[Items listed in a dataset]
((
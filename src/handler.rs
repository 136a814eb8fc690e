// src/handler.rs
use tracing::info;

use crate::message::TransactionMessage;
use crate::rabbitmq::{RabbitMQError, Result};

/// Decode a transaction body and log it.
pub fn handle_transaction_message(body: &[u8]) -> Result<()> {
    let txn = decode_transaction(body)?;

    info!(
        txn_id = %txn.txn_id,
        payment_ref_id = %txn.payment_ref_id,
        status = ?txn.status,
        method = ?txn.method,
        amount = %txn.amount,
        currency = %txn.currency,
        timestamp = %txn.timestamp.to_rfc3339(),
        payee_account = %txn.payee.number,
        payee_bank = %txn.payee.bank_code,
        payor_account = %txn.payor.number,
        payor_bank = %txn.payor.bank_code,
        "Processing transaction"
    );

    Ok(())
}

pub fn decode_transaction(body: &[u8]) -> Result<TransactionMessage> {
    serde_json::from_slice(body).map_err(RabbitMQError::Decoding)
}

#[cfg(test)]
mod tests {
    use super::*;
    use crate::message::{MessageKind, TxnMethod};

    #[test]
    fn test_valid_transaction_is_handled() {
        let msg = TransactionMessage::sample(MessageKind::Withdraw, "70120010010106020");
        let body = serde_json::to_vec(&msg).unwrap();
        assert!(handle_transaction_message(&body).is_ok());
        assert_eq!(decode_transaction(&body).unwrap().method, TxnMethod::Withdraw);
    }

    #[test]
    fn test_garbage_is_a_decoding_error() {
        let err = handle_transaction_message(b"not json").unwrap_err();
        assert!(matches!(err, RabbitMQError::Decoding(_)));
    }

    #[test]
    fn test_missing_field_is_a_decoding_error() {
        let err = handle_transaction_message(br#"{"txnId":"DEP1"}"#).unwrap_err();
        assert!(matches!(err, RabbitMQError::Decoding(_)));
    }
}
))
- [Your goal] None of the records may be omitted or altered when they are given again.

- [Solved exercise]
filename src/handler.rs
repository 136a814eb8fc690e
// src/handler.rs
use tracing::info;

use crate::message::TransactionMessage;
use crate::rabbitmq::{RabbitMQError, Result};

/// Decode a transaction body and log it.
pub fn handle_transaction_message(body: &[u8]) -> Result<()> {
    let txn = decode_transaction(body)?;

    info!(
        txn_id = %txn.txn_id,
        payment_ref_id = %txn.payment_ref_id,
        status = ?txn.status,
        method = ?txn.method,
        amount = %txn.amount,
        currency = %txn.currency,
        timestamp = %txn.timestamp.to_rfc3339(),
        payee_account = %txn.payee.number,
        payee_bank = %txn.payee.bank_code,
        payor_account = %txn.payor.number,
        payor_bank = %txn.payor.bank_code,
        "Processing transaction"
    );

    Ok(())
}

pub fn decode_transaction(body: &[u8]) -> Result<TransactionMessage> {
    serde_json::from_slice(body).map_err(RabbitMQError::Decoding)
}

#[cfg(test)]
mod tests {
    use super::*;
    use crate::message::{MessageKind, TxnMethod};

    #[test]
    fn test_valid_transaction_is_handled() {
        let msg = TransactionMessage::sample(MessageKind::Withdraw, "70120010010106020");
        let body = serde_json::to_vec(&msg).unwrap();
        assert!(handle_transaction_message(&body).is_ok());
        assert_eq!(decode_transaction(&body).unwrap().method, TxnMethod::Withdraw);
    }

    #[test]
    fn test_garbage_is_a_decoding_error() {
        let err = handle_transaction_message(b"not json").unwrap_err();
        assert!(matches!(err, RabbitMQError::Decoding(_)));
    }

    #[test]
    fn test_missing_field_is_a_decoding_error() {
        let err = handle_transaction_message(br#"{"txnId":"DEP1"}"#).unwrap_err();
        assert!(matches!(err, RabbitMQError::Decoding(_)));
    }
}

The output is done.